Why "Base Reality"?
In 2003, philosopher Nick Bostrom posed a question that won't go away: given the trajectory of computing power and the human impulse to simulate, is it not statistically likely that we are already living inside a simulation? The argument is simple. If any civilization develops the computational capacity to run high-fidelity simulations of conscious minds, then simulated realities will outnumber original ones. By sheer probability, any given conscious experience is almost certainly occurring within a simulation, not the original.
This is the simulation hypothesis. It introduces a hard distinction: simulated reality versus base reality.
Base reality is the foundational layer: the one not running inside anything else. The ground floor of existence. The substrate on which all simulations, models, and abstractions are built.

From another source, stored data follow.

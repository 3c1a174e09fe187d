// src/telemetry/mod.rs
//! Execution telemetry and watchdog escalation
//!
//! - **Monitor**: fans raw telemetry and watchdog alerts out to registered
//!   listeners; a failing listener is logged and skipped, never fatal
//! - **Watchdog**: counts consecutive per-user failures and escalates with
//!   a one-shot forced-cold-sandbox request once the threshold is crossed

pub mod monitor;
pub mod watchdog;

pub use monitor::{ExporterBridge, TelemetryListener, TelemetryMonitor};
pub use watchdog::{Watchdog, WatchdogAlert};

use chrono::{DateTime, Utc};
use serde::{Deserialize, Serialize};

/// One telemetry event from a unit of work
#[derive(Debug, Clone, Serialize, Deserialize)]
pub struct TelemetryRecord {
    /// User (runner role) or room (processor role) the unit worked on
    pub subject: String,

    /// Tick the unit ran in
    pub tick: u64,

    /// CPU consumed in milliseconds
    pub cpu_used_ms: u64,

    /// The sandbox's wall-clock interrupt fired
    pub timed_out: bool,

    /// The script raised an uncaught error or breached its heap ceiling
    pub script_error: bool,

    /// The unit of work itself threw (worker-loop fault, not script fault)
    pub scheduler_fault: bool,

    /// Error text, if any
    pub error: Option<String>,

    /// Heap bytes used by the run
    pub heap_used: u64,

    /// Wall-clock capture time
    pub at: DateTime<Utc>,
}

impl TelemetryRecord {
    /// Telemetry for a completed sandbox execution
    pub fn execution(
        subject: impl Into<String>,
        tick: u64,
        cpu_used_ms: u64,
        timed_out: bool,
        script_error: bool,
        error: Option<String>,
        heap_used: u64,
    ) -> Self {
        Self {
            subject: subject.into(),
            tick,
            cpu_used_ms,
            timed_out,
            script_error,
            scheduler_fault: false,
            error,
            heap_used,
            at: Utc::now(),
        }
    }

    /// Telemetry for a unit of work that escaped its worker closure
    pub fn scheduler_fault(subject: impl Into<String>, tick: u64, error: impl Into<String>) -> Self {
        Self {
            subject: subject.into(),
            tick,
            cpu_used_ms: 0,
            timed_out: false,
            script_error: false,
            scheduler_fault: true,
            error: Some(error.into()),
            heap_used: 0,
            at: Utc::now(),
        }
    }

    /// A failing event for watchdog purposes
    pub fn is_failure(&self) -> bool {
        self.timed_out || self.script_error || self.scheduler_fault
    }
}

This isn't science fiction. It's a philosophical razor. It asks: when you strip away assumptions, narratives, and models built on top of the raw data of the world, what remains? What is actually happening versus what we've been told is happening? What is the system optimized for versus what it claims to be optimized for?
The Metaphor as Method
The name captures the editorial stance of everything published here. Every piece on this site tries to reach the base layer of a question: strip away narratives, marketing, political framing, and conventional wisdom until you hit the structural forces actually driving outcomes.

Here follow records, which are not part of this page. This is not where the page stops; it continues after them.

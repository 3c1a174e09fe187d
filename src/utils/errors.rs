// src/utils/errors.rs
//! Engine error types
//!
//! One closed error taxonomy for the whole core. Validation rejections are
//! deliberately NOT here: they are values (`RejectionCode`), not errors,
//! and never propagate as `Err`.

use thiserror::Error;

/// Convenience result alias used throughout the engine
pub type Result<T> = std::result::Result<T, EngineError>;

/// Errors produced by the simulation core
#[derive(Debug, Error)]
pub enum EngineError {
    /// A queue operation was called against the wrong channel mode
    #[error("queue '{queue}' opened as {mode} does not allow {operation}")]
    QueueMode {
        queue: String,
        mode: &'static str,
        operation: &'static str,
    },

    /// The backing queue store rejected an operation
    #[error("queue store error: {0}")]
    QueueStore(String),

    /// Sandbox pool could not produce an instance
    #[error("sandbox pool exhausted")]
    PoolExhausted,

    /// Loading a user's execution context failed
    #[error("script store error for user '{user_id}': {message}")]
    ScriptStore { user_id: String, message: String },

    /// A state provider lookup failed
    #[error("state provider error: {0}")]
    StateProvider(String),

    /// A mutation dispatcher rejected a batch
    #[error("mutation dispatch failed: {0}")]
    Dispatch(String),

    /// A collaborator sink (memory, notification, history) failed
    #[error("sink error: {0}")]
    Sink(String),

    /// Unit of work exceeded its deadline
    #[error("execution timed out")]
    ExecutionTimeout,

    /// Configuration could not be loaded
    #[error("configuration error: {0}")]
    Config(#[from] config::ConfigError),

    /// JSON (de)serialization failure
    #[error("serialization error: {0}")]
    Serialization(#[from] serde_json::Error),

    /// Catch-all for runtime wiring failures
    #[error("runtime error: {0}")]
    Runtime(String),
}
// src/validation/mod.rs
//! Intent validation pipeline
//!
//! An ordered chain of independent validators with early-exit semantics:
//!
//! Schema → State → Range → Permission → Resource
//!
//! The first failing stage drops the intent from the output silently — no
//! error ever reaches the issuing player. Rejections are visible only
//! through the statistics sink and telemetry.

pub mod payload;
pub mod pipeline;
pub mod stages;
pub mod stats;

pub use payload::{IntentPayload, IntentRecord, RejectionCode, ValidIntent};
pub use pipeline::{IntentInFlight, ValidationPipeline, ValidationStage};
pub use stats::{StatsSnapshot, ValidationStats};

Most public discourse about technology, AI, economics, and the future operates at the simulation layer. It accepts the premises it has been given: that markets are efficient, that innovation is inherently good, that disruption creates more than it destroys, that progress is linear. These are models. Useful ones, sometimes. But they are not base reality. They are simulations running on top of deeper, less comfortable truths about power, incentives, and human nature.
When I examine a topic, I am asking: what is the base reality of this situation?

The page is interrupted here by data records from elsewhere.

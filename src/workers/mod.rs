// src/workers/mod.rs
//! Worker pools and their units of work
//!
//! Two pools drain the two queues each tick:
//!
//! - **runner**: one user id per item — sandbox script execution
//! - **processor**: one room name per item — snapshot, validate, mutate
//!
//! Workers are peers with no coordination beyond the shared queue. A unit
//! of work that throws is logged and converted to scheduler-fault
//! telemetry; the worker loop itself never dies for it.

pub mod pool;
pub mod processor;
pub mod runner;

pub use pool::{UnitOfWork, WorkerPool};
pub use processor::RoomProcessor;
pub use runner::UserRunner;
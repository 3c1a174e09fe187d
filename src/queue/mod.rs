// src/queue/mod.rs
//! Distributed work queues
//!
//! Named FIFO channels with pending/processing semantics:
//!
//! - **Fetch** atomically moves one item pending → processing so a crashed
//!   consumer never loses it
//! - **MarkDone** acknowledges completion; its absence is the recovery signal
//! - **Reset** moves everything in processing back to pending on startup
//! - **WaitUntilDrained** is the orchestrator's phase-completion handshake

pub mod work_queue;

pub use work_queue::{QueueMode, QueueStore, WorkQueue};
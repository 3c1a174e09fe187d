// src/utils/mod.rs
//! Common utilities: configuration and error types

pub mod config;
pub mod errors;

pub use config::EngineConfig;
pub use errors::{EngineError, Result};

Simulation vs. Base Reality
The distinction is practical, not just philosophical:
The simulation: AI will create more jobs than it destroys, just as every previous technological revolution has.
The base reality: Previous revolutions automated physical tasks while creating cognitive ones. This revolution automates cognition itself, and there is no precedent for what comes after.
The simulation: Universal Basic Income will solve the displacement problem.
The base reality: UBI addresses material deprivation but ignores the eight psychological needs that work actually fulfills: meaning, mastery, dignity, structure, flow, social connection, knowledge, and survival pleasure. A stipend does not replace a purpose.
The simulation: Technology democratizes access and levels the playing field.
The base reality: The infrastructure required to train and run frontier AI is concentrated among a handful of corporations in the Global North, creating the conditions for a new form of digital feudalism where platform owners extract rent from everyone else.
In each case, the simulation is the comfortable story. Base reality is what the data, the structures, and the incentives actually point to.
What I Publish
Base Reality publishes long-form analytical essays on technology, AI, economics, philosophy, and the future of human civilization. The subjects are driven by a single recurring question: what happens if we follow this trajectory to its logical conclusion?
I don't publish opinions or predictions. I publish structural analyses of hypothetical futures: thought experiments grounded in empirical data, peer-reviewed research, and systems thinking. Claims are cited. Frameworks are sourced. Conclusions are outputs of a process, not a feeling.
Topics will vary (AI, labor economics, consciousness, geopolitics, philosophy of mind, automation ethics) but the method won't. Data first. Then structure. Then synthesis.
The Name as a Commitment
Whether we live in a simulation is unknowable. But the discipline the question demands, the insistence on distinguishing between the model and the reality, between the story we're told and the system as it actually operates, is the foundation of everything on this site.